Thursday, July 13, 2017

"The White Nuns" Copyright (c) 2015 by Andrea Missianto
As I waited in the Southwest Airlines line to check my bag, I caught a glimpse of a white veil behind me. I turned around. I just had to. Of course, I said “hi” and even correctly guessed her community, a community I know pretty well here in San Antonio. I told her my name, which I hope she remembered, but I also thought “I used to be one of you”.

Sister, I used to be one of you. Like you, I used to have random strangers approach me and strike up conversations, just like I did with her this morning. People would tell me wonderful stories about Sisters they knew in their childhood that changed their lives or they'd talk to me about their struggling faith or we'd try to see if we knew the same people. Now, I've become one of those strangers.

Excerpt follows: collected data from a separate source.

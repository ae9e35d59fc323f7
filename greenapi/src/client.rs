//! Cliente HTTP para a Green API (relay WhatsApp)

use crate::error::{GreenApiError, Result};
use crate::types::{SendMessageRequest, SendMessageResponse, StateInstance};
use reqwest::{Client as HttpClient, Response};
use serde::de::DeserializeOwned;
use serde_json::Value;
use std::time::Duration;

const DEFAULT_BASE_URL: &str = "https://api.green-api.com";

/// Tentativas totais em `send_with_retry`
const MAX_RETRIES: u32 = 3;

/// Backoff inicial (dobra a cada tentativa)
const INITIAL_BACKOFF_MS: u64 = 100;

/// Normaliza um identificador de chat do WhatsApp
///
/// IDs que já terminam em `@c.us` (contato) ou `@g.us` (grupo) são mantidos.
/// Números de telefone têm tudo que não é dígito removido e recebem `@c.us`.
///
/// ```
/// use greenapi::normalize_chat_id;
///
/// assert_eq!(normalize_chat_id("+237 650-123-456").unwrap(), "237650123456@c.us");
/// assert_eq!(normalize_chat_id("120363@g.us").unwrap(), "120363@g.us");
/// assert!(normalize_chat_id("  ").is_err());
/// ```
pub fn normalize_chat_id(raw: &str) -> Result<String> {
    let trimmed = raw.trim();
    if trimmed.ends_with("@c.us") || trimmed.ends_with("@g.us") {
        return Ok(trimmed.to_string());
    }

    let digits: String = trimmed.chars().filter(|c| c.is_ascii_digit()).collect();
    if digits.is_empty() {
        return Err(GreenApiError::InvalidChatId(raw.to_string()));
    }
    Ok(format!("{}@c.us", digits))
}

/// Cliente para uma instância da Green API
///
/// As rotas seguem o formato `{base}/waInstance{id}/{método}/{token}`.
#[derive(Clone)]
pub struct GreenApiClient {
    http_client: HttpClient,
    instance_id: String,
    token: String,
    base_url: String,
}

impl GreenApiClient {
    pub fn new(instance_id: impl Into<String>, token: impl Into<String>) -> Result<Self> {
        let instance_id = instance_id.into();
        let token = token.into();

        if instance_id.trim().is_empty() || token.trim().is_empty() {
            return Err(GreenApiError::NotConfigured(
                "GREEN_API_INSTANCE e GREEN_API_TOKEN são obrigatórios".to_string(),
            ));
        }

        let http_client = HttpClient::builder()
            .timeout(Duration::from_secs(30))
            .connect_timeout(Duration::from_secs(5))
            .build()
            .map_err(|e| GreenApiError::NotConfigured(format!("Failed to create HTTP client: {}", e)))?;

        Ok(Self {
            http_client,
            instance_id,
            token,
            base_url: DEFAULT_BASE_URL.to_string(),
        })
    }

    pub fn with_base_url(mut self, base_url: impl Into<String>) -> Self {
        self.base_url = base_url.into().trim_end_matches('/').to_string();
        self
    }

    pub fn instance_id(&self) -> &str {
        &self.instance_id
    }

    pub fn base_url(&self) -> &str {
        &self.base_url
    }

    fn method_url(&self, method: &str) -> String {
        format!(
            "{}/waInstance{}/{}/{}",
            self.base_url, self.instance_id, method, self.token
        )
    }

    /// Envia uma mensagem de texto (uma tentativa)
    pub async fn send_message(&self, chat_id: &str, text: &str) -> Result<SendMessageResponse> {
        let chat_id = normalize_chat_id(chat_id)?;
        let body = SendMessageRequest {
            chat_id: &chat_id,
            message: text,
        };

        tracing::debug!("POST sendMessage chat_id={} ({} chars)", chat_id, text.len());

        let response = self
            .http_client
            .post(self.method_url("sendMessage"))
            .json(&body)
            .send()
            .await?;

        let sent: SendMessageResponse = self.parse(response).await?;
        tracing::info!("📱 Mensagem enviada para {} (id {})", chat_id, sent.id_message);
        Ok(sent)
    }

    /// Envia uma mensagem com retry e backoff exponencial
    ///
    /// Erros 4xx (exceto 429) não são repetidos.
    pub async fn send_with_retry(&self, chat_id: &str, text: &str) -> Result<SendMessageResponse> {
        let mut backoff_ms = INITIAL_BACKOFF_MS;
        let mut attempt = 1;

        loop {
            match self.send_message(chat_id, text).await {
                Ok(sent) => return Ok(sent),
                Err(e) if e.is_retryable() && attempt < MAX_RETRIES => {
                    tracing::warn!(
                        "⚠️ Falha ao enviar WhatsApp (tentativa {}/{}): {}. Retry em {}ms",
                        attempt,
                        MAX_RETRIES,
                        e,
                        backoff_ms
                    );
                    tokio::time::sleep(Duration::from_millis(backoff_ms)).await;
                    backoff_ms *= 2;
                    attempt += 1;
                }
                Err(e) => return Err(e),
            }
        }
    }

    /// Estado da instância (`authorized`, `notAuthorized`, `blocked`, ...)
    pub async fn get_state_instance(&self) -> Result<StateInstance> {
        let response = self
            .http_client
            .get(self.method_url("getStateInstance"))
            .send()
            .await?;
        self.parse(response).await
    }

    pub async fn is_authorized(&self) -> Result<bool> {
        Ok(self.get_state_instance().await?.is_authorized())
    }

    async fn parse<T: DeserializeOwned>(&self, response: Response) -> Result<T> {
        let status = response.status();
        let body = response.text().await?;

        if !status.is_success() {
            tracing::error!("Green API error ({}): {}", status.as_u16(), body);
            let message = serde_json::from_str::<Value>(&body)
                .ok()
                .and_then(|json| {
                    json.get("message")
                        .and_then(|v| v.as_str())
                        .map(|s| s.to_string())
                })
                .unwrap_or(body);
            return Err(GreenApiError::ApiError {
                status: status.as_u16(),
                message,
            });
        }

        Ok(serde_json::from_str(&body)?)
    }
}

In my last blog entry, I mentioned the Daughters being a missionary itinerant  community. They were also a community that traveled. A lot. Even if we weren't being missioned, we were traveling for retreats, for meetings, for conferences, for everything. I traveled to states I've never lived in and never visited since.

A few minutes later, as I passed through security, I thought of the Sister again. I didn't see her in the security line but her experiences are probably the same that I had for years.
Sister, I used to be one of you. I would rip off my coiffe (veil) and put it in the bin. One airport asked me to, so I always did since. Some TSA officers seemed shocked - “no, Sister, you don't have to take it off! It's religious garb!” “No, it's okay”, I told them. But, almost without fail, no matter the city, I was pulled aside after X-ray and patted down. Once because of the cross but usually because of that long skirt.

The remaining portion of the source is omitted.